- EXERCISE: Although the data below holds other lines too, output only those from the line with "of the file." up to and including the line with "if outcome == ShareOutcome::Shared", exactly as they appear.

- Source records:
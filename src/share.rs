//! Handing a generated brief to the studio.
//!
//! A native share target is tried first. When there is none, or the user backs
//! out, the caller gets a deep link for the chosen channel and a copy of the
//! file saved to disk so it can be attached by hand.

use std::fmt;
use std::io;
use std::path::{Path, PathBuf};
use std::str::FromStr;

use crate::export::ExportedFile;

#[derive(Clone, Copy, Debug, PartialEq, Eq)]
pub enum ShareOutcome {
    Shared,
    Unavailable,
    Cancelled,
}

/// Something that can take a file off our hands (a share sheet, a mail
/// client). Implementations report what happened instead of failing.
#[allow(async_fn_in_trait)]
pub trait ShareTarget {
    /// Capability check: whether this target accepts a file of this kind.
    fn can_share(&self, file: &ExportedFile) -> bool;

    async fn share(&self, file: &ExportedFile, title: &str, text: &str) -> ShareOutcome;

    async fn try_share(&self, file: &ExportedFile, title: &str, text: &str) -> ShareOutcome {
        if !self.can_share(file) {
            return ShareOutcome::Unavailable;
        }
        self.share(file, title, text).await
    }
}

/// No share capability at all.
#[derive(Clone, Copy, Debug, Default)]
pub struct NoShare;

impl ShareTarget for NoShare {
    fn can_share(&self, _file: &ExportedFile) -> bool {
        false
    }

    async fn share(&self, _file: &ExportedFile, _title: &str, _text: &str) -> ShareOutcome {
        ShareOutcome::Unavailable
    }
}

/// Shares by running an external program with the PDF path as its last
/// argument. `INTAKE_SHARE_TITLE` and `INTAKE_SHARE_TEXT` are set in its
/// environment.
#[derive(Clone, Debug)]
pub struct CommandShare {
    program: String,
    args: Vec<String>,
    staging_dir: PathBuf,
}

impl CommandShare {
    /// Parse a whitespace separated command line such as `xdg-open` or
    /// `kdeconnect-cli --share`.
    pub fn parse(command_line: &str, staging_dir: PathBuf) -> Option<Self> {
        let mut parts = command_line.split_whitespace().map(str::to_string);
        let program = parts.next()?;
        Some(Self {
            program,
            args: parts.collect(),
            staging_dir,
        })
    }
}

impl ShareTarget for CommandShare {
    fn can_share(&self, file: &ExportedFile) -> bool {
        file.file_name.to_ascii_lowercase().ends_with(".pdf")
    }

    async fn share(&self, file: &ExportedFile, title: &str, text: &str) -> ShareOutcome {
        let path = match stage_file(file, &self.staging_dir) {
            Ok(path) => path,
            Err(err) => {
                tracing::warn!(error = %err, "could not stage file for sharing");
                return ShareOutcome::Unavailable;
            }
        };

        let status = tokio::process::Command::new(&self.program)
            .args(&self.args)
            .arg(&path)
            .env("INTAKE_SHARE_TITLE", title)
            .env("INTAKE_SHARE_TEXT", text)
            .status()
            .await;

        match status {
            Ok(status) if status.success() => ShareOutcome::Shared,
            Ok(status) => {
                tracing::info!(program = %self.program, %status, "share dismissed");
                ShareOutcome::Cancelled
            }
            Err(err) => {
                tracing::warn!(program = %self.program, error = %err, "share command unavailable");
                ShareOutcome::Unavailable
            }
        }
    }
}

/// The share target picked from configuration.
#[derive(Clone, Debug)]
pub enum ConfiguredShare {
    Command(CommandShare),
    Disabled(NoShare),
}

impl ConfiguredShare {
    pub fn from_setting(command_line: Option<&str>, staging_dir: PathBuf) -> Self {
        command_line
            .and_then(|line| CommandShare::parse(line, staging_dir))
            .map(ConfiguredShare::Command)
            .unwrap_or(ConfiguredShare::Disabled(NoShare))
    }
}

impl ShareTarget for ConfiguredShare {
    fn can_share(&self, file: &ExportedFile) -> bool {
        match self {
            ConfiguredShare::Command(target) => target.can_share(file),
            ConfiguredShare::Disabled(target) => target.can_share(file),
        }
    }

    async fn share(&self, file: &ExportedFile, title: &str, text: &str) -> ShareOutcome {
        match self {
            ConfiguredShare::Command(target) => target.share(file, title, text).await,
            ConfiguredShare::Disabled(target) => target.share(file, title, text).await,
        }
    }
}

#[derive(Clone, Copy, Debug, Default, PartialEq, Eq)]
pub enum Channel {
    #[default]
    WhatsApp,
    Email,
}

impl Channel {
    pub fn label(&self) -> &'static str {
        match self {
            Channel::WhatsApp => "WhatsApp",
            Channel::Email => "Email",
        }
    }
}

impl fmt::Display for Channel {
    fn fmt(&self, f: &mut fmt::Formatter<'_>) -> fmt::Result {
        f.write_str(self.label())
    }
}

impl FromStr for Channel {
    type Err = String;

    fn from_str(s: &str) -> Result<Self, Self::Err> {
        match s.to_ascii_lowercase().as_str() {
            "whatsapp" | "wa" => Ok(Channel::WhatsApp),
            "email" | "mail" => Ok(Channel::Email),
            _ => Err(format!("Unknown share channel: {s}")),
        }
    }
}

/// Studio contact details used to build outbound links.
#[derive(Clone, Debug, PartialEq, Eq)]
pub struct StudioContact {
    /// International number, digits only.
    pub phone: String,
    pub email: String,
}

pub fn whatsapp_link(phone: &str, text: &str) -> String {
    format!("https://wa.me/{phone}?text={}", urlencoding::encode(text))
}

pub fn mailto_link(address: &str, subject: &str, body: &str) -> String {
    format!(
        "mailto:{address}?subject={}&body={}",
        urlencoding::encode(subject),
        urlencoding::encode(body)
    )
}

/// Message texts for one share attempt.
#[derive(Clone, Debug)]
pub struct ShareMessage {
    pub title: String,
    pub caption: String,
    pub email_subject: String,
    pub email_body: String,
}

#[derive(Clone, Debug, PartialEq, Eq)]
pub enum ShareReport {
    Shared,
    ManualAttachment {
        link: String,
        saved_to: Option<PathBuf>,
        notice: String,
    },
}

/// Write `file` into `dir` under a name not already taken there, adding
/// ` (1)`, ` (2)` ... before the extension as needed.
pub fn save_file(file: &ExportedFile, dir: &Path) -> io::Result<PathBuf> {
    std::fs::create_dir_all(dir)?;
    let name = Path::new(&file.file_name);
    let stem = name.file_stem().and_then(|s| s.to_str()).unwrap_or("brief");
    let extension = name.extension().and_then(|s| s.to_str());

    let mut counter = 0usize;
    loop {
        let candidate = match (counter, extension) {
            (0, _) => file.file_name.clone(),
            (n, Some(ext)) => format!("{stem} ({n}).{ext}"),
            (n, None) => format!("{stem} ({n})"),
        };
        let path = dir.join(candidate);
        match std::fs::OpenOptions::new().write(true).create_new(true).open(&path) {
            Ok(mut out) => {
                io::Write::write_all(&mut out, &file.bytes)?;
                return Ok(path);
            }
            Err(err) if err.kind() == io::ErrorKind::AlreadyExists => counter += 1,
            Err(err) => return Err(err),
        }
    }
}

/// Scratch copy handed to a share program; replaced on every share.
fn stage_file(file: &ExportedFile, dir: &Path) -> io::Result<PathBuf> {
    std::fs::create_dir_all(dir)?;
    let path = dir.join(&file.file_name);
    std::fs::write(&path, &file.bytes)?;
    Ok(path)
}

/// Download-only action.
pub fn download(file: &ExportedFile, dir: &Path) -> io::Result<PathBuf> {
    let path = save_file(file, dir)?;
    tracing::debug!(path = %path.display(), "saved brief");
    Ok(path)
}

/// Try the share target; on anything but success fall back to a deep link for
/// `channel` plus a saved copy of the file.
pub async fn share_or_fallback<T: ShareTarget>(
    target: &T,
    file: &ExportedFile,
    message: &ShareMessage,
    channel: Channel,
    contact: &StudioContact,
    download_dir: &Path,
) -> ShareReport {
    let outcome = target.try_share(file, &message.title, &message.caption).await;
    if outcome == ShareOutcome::Shared {
        return ShareReport::Shared;
    }
    tracing::debug!(?outcome, %channel, "falling back to manual attachment");

    let (link, body_note) = match channel {
        Channel::WhatsApp => (
            whatsapp_link(
                &contact.phone,
                &format!(
                    "{}\n\nThe PDF was saved on this device; please attach it to this chat.",
                    message.caption
                ),
            ),
            "chat",
        ),
        Channel::Email => (
            mailto_link(
                &contact.email,
                &message.email_subject,
                &format!(
                    "{}\n(The PDF summary was saved on this device; please attach it.)\n",
                    message.email_body
                ),
            ),
            "email",
        ),
    };

    let saved_to = match download(file, download_dir) {
        Ok(path) => Some(path),
        Err(err) => {
            tracing::error!(error = %err, dir = %download_dir.display(), "could not save brief");
            None
        }
    };

    let notice = match &saved_to {
        Some(path) => format!(
            "Direct file sharing is not available. The PDF was saved to {}; attach it manually to the {body_note} that opens.",
            path.display()
        ),
        None => format!(
            "Direct file sharing is not available and the PDF could not be saved; use the download action and attach it to the {body_note} manually."
        ),
    };

    ShareReport::ManualAttachment {
        link,
        saved_to,
        notice,
    }
}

- RESULT:
/// `channel` plus a saved copy of the file.
pub async fn share_or_fallback<T: ShareTarget>(
    target: &T,
    file: &ExportedFile,
    message: &ShareMessage,
    channel: Channel,
    contact: &StudioContact,
    download_dir: &Path,
) -> ShareReport {
    let outcome = target.try_share(file, &message.title, &message.caption).await;
    if outcome == ShareOutcome::Shared {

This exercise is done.